-- Task data follows --
//! Payment domain entities.
//! Framework-agnostic; rows move through the storage ports in `crate::ports`.

use chrono::{DateTime, Duration, Utc};
use serde::{Deserialize, Serialize};
use uuid::Uuid;

/// Lifetime of a payment order before the expiry sweep may close it.
pub const PAYMENT_ORDER_TTL_MINUTES: i64 = 15;

#[derive(Debug, Clone, Copy, PartialEq, Eq, Serialize, Deserialize)]
#[serde(rename_all = "snake_case")]
pub enum PaymentOrderStatus {
    Created,
    Paid,
    Expired,
    Cancelled,
}

impl PaymentOrderStatus {
    pub fn as_str(&self) -> &'static str {
        match self {
            PaymentOrderStatus::Created => "created",
            PaymentOrderStatus::Paid => "paid",
            PaymentOrderStatus::Expired => "expired",
            PaymentOrderStatus::Cancelled => "cancelled",
        }
    }

    pub fn parse(s: &str) -> Option<Self> {
        match s {
            "created" => Some(PaymentOrderStatus::Created),
            "paid" => Some(PaymentOrderStatus::Paid),
            "expired" => Some(PaymentOrderStatus::Expired),
            "cancelled" => Some(PaymentOrderStatus::Cancelled),
            _ => None,
        }
    }
}

impl std::fmt::Display for PaymentOrderStatus {
    fn fmt(&self, f: &mut std::fmt::Formatter<'_>) -> std::fmt::Result {
        f.write_str(self.as_str())
    }
}

/// Local record of a payment intent, mirrored to exactly one gateway order.
/// Amounts are minor units (paise).
#[derive(Debug, Clone, Serialize, Deserialize)]
pub struct PaymentOrder {
    pub id: Uuid,
    pub gateway_order_id: String,
    pub user_id: Uuid,
    pub order_id: Option<Uuid>,
    pub amount_minor: i64,
    pub currency: String,
    pub status: PaymentOrderStatus,
    pub receipt: String,
    pub notes: Option<serde_json::Value>,
    pub expires_at: DateTime<Utc>,
    pub created_at: DateTime<Utc>,
    pub updated_at: DateTime<Utc>,
}

impl PaymentOrder {
    pub fn new(
        gateway_order_id: String,
        user_id: Uuid,
        order_id: Option<Uuid>,
        amount_minor: i64,
        currency: String,
        receipt: String,
        notes: Option<serde_json::Value>,
    ) -> Self {
        let now = Utc::now();
        Self {
            id: Uuid::new_v4(),
            gateway_order_id,
            user_id,
            order_id,
            amount_minor,
            currency,
            status: PaymentOrderStatus::Created,
            receipt,
            notes,
            expires_at: now + Duration::minutes(PAYMENT_ORDER_TTL_MINUTES),
            created_at: now,
            updated_at: now,
        }
    }

    pub fn is_expired(&self, now: DateTime<Utc>) -> bool {
        self.status == PaymentOrderStatus::Created && now > self.expires_at
    }
}

/// Payment instrument, normalized at the gateway-client boundary from the
/// gateway's loose per-method fields into one tagged shape.
#[derive(Debug, Clone, PartialEq, Eq, Serialize, Deserialize)]
#[serde(tag = "type", rename_all = "snake_case")]
pub enum PaymentMethod {
    Card { network: String, last4: String },
    Upi { handle: String },
    Wallet { provider: String },
    Netbanking { bank: String },
}

#[derive(Debug, Clone, Copy, PartialEq, Eq, Serialize, Deserialize)]
#[serde(rename_all = "snake_case")]
pub enum TransactionStatus {
    Authorized,
    Captured,
    Failed,
    Refunded,
}

impl TransactionStatus {
    pub fn as_str(&self) -> &'static str {
        match self {
            TransactionStatus::Authorized => "authorized",
            TransactionStatus::Captured => "captured",
            TransactionStatus::Failed => "failed",
            TransactionStatus::Refunded => "refunded",
        }
    }

    pub fn parse(s: &str) -> Option<Self> {
        match s {
            "authorized" => Some(TransactionStatus::Authorized),
            "captured" => Some(TransactionStatus::Captured),
            "failed" => Some(TransactionStatus::Failed),
            "refunded" => Some(TransactionStatus::Refunded),
            _ => None,
        }
    }
}

impl std::fmt::Display for TransactionStatus {
    fn fmt(&self, f: &mut std::fmt::Formatter<'_>) -> std::fmt::Result {
        f.write_str(self.as_str())
    }
}

/// Local record of one capture attempt against a payment order.
/// Immutable once captured, except the refund fields.
#[derive(Debug, Clone, Serialize, Deserialize)]
pub struct PaymentTransaction {
    pub id: Uuid,
    pub payment_order_id: Uuid,
    pub gateway_payment_id: String,
    pub method: PaymentMethod,
    pub amount_minor: i64,
    pub currency: String,
    pub status: TransactionStatus,
    pub fee_minor: i64,
    pub tax_minor: i64,
    pub captured_at: Option<DateTime<Utc>>,
    pub refunded_at: Option<DateTime<Utc>>,
    /// Timestamp of the event that last set `status`; guards against stale
    /// webhook redeliveries regressing a newer status.
    pub status_changed_at: DateTime<Utc>,
    pub version: i32,
    pub created_at: DateTime<Utc>,
}

#[derive(Debug, Clone, Copy, PartialEq, Eq, Serialize, Deserialize)]
#[serde(rename_all = "snake_case")]
pub enum RefundStatus {
    Pending,
    Processed,
    Failed,
}

impl RefundStatus {
    pub fn as_str(&self) -> &'static str {
        match self {
            RefundStatus::Pending => "pending",
            RefundStatus::Processed => "processed",
            RefundStatus::Failed => "failed",
        }
    }

    pub fn parse(s: &str) -> Option<Self> {
        match s {
            "pending" => Some(RefundStatus::Pending),
            "processed" => Some(RefundStatus::Processed),
            "failed" => Some(RefundStatus::Failed),
            _ => None,
        }
    }
}

/// A refund against a captured transaction. Created `Pending`; the
/// authoritative completion arrives later via the `refund.processed` webhook.
#[derive(Debug, Clone, Serialize, Deserialize)]
pub struct PaymentRefund {
    pub id: Uuid,
    pub payment_id: Uuid,
    pub gateway_refund_id: String,
    pub amount_minor: i64,
    pub currency: String,
    pub status: RefundStatus,
    pub reason: Option<String>,
    pub created_at: DateTime<Utc>,
    pub processed_at: Option<DateTime<Utc>>,
}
-- Task data concluded --
# [What is required]
Tally the lines of the records that hold the word "Pending" and output only the total.

# [Answer box]
4